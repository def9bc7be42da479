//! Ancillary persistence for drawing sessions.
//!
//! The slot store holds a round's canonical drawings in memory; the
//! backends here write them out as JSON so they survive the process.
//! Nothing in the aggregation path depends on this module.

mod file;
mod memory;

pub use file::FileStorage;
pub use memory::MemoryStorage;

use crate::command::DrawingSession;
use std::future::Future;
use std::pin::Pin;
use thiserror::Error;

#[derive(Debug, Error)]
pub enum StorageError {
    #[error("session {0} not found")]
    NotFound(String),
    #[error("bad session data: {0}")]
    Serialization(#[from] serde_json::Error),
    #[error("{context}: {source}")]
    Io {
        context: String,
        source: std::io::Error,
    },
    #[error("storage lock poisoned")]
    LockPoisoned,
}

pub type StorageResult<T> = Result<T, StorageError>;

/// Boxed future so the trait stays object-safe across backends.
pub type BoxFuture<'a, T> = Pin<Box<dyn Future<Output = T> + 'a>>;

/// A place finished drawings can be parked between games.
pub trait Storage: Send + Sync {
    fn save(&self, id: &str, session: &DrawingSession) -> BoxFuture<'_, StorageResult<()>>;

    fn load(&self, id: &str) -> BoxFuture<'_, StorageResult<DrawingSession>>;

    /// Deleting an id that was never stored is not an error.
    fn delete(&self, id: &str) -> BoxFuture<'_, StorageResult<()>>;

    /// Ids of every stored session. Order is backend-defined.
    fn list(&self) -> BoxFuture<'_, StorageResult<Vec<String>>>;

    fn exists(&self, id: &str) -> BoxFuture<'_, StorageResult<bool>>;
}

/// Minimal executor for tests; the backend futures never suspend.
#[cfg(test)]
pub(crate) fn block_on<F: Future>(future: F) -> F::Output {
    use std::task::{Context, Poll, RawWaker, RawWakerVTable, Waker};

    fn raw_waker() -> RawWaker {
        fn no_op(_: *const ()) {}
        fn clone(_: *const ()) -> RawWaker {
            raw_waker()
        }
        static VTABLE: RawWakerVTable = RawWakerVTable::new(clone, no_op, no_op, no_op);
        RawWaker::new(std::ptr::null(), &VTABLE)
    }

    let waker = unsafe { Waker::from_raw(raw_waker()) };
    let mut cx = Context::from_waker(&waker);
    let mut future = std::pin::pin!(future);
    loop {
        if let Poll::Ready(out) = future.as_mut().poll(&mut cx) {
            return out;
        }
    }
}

--------------------

TASK DESCRIPTION: Among the lines above, return those that hold the word "RawWakerVTable".

TASK SOLUTION:
    use std::task::{Context, Poll, RawWaker, RawWakerVTable, Waker};
        static VTABLE: RawWakerVTable = RawWakerVTable::new(clone, no_op, no_op, no_op);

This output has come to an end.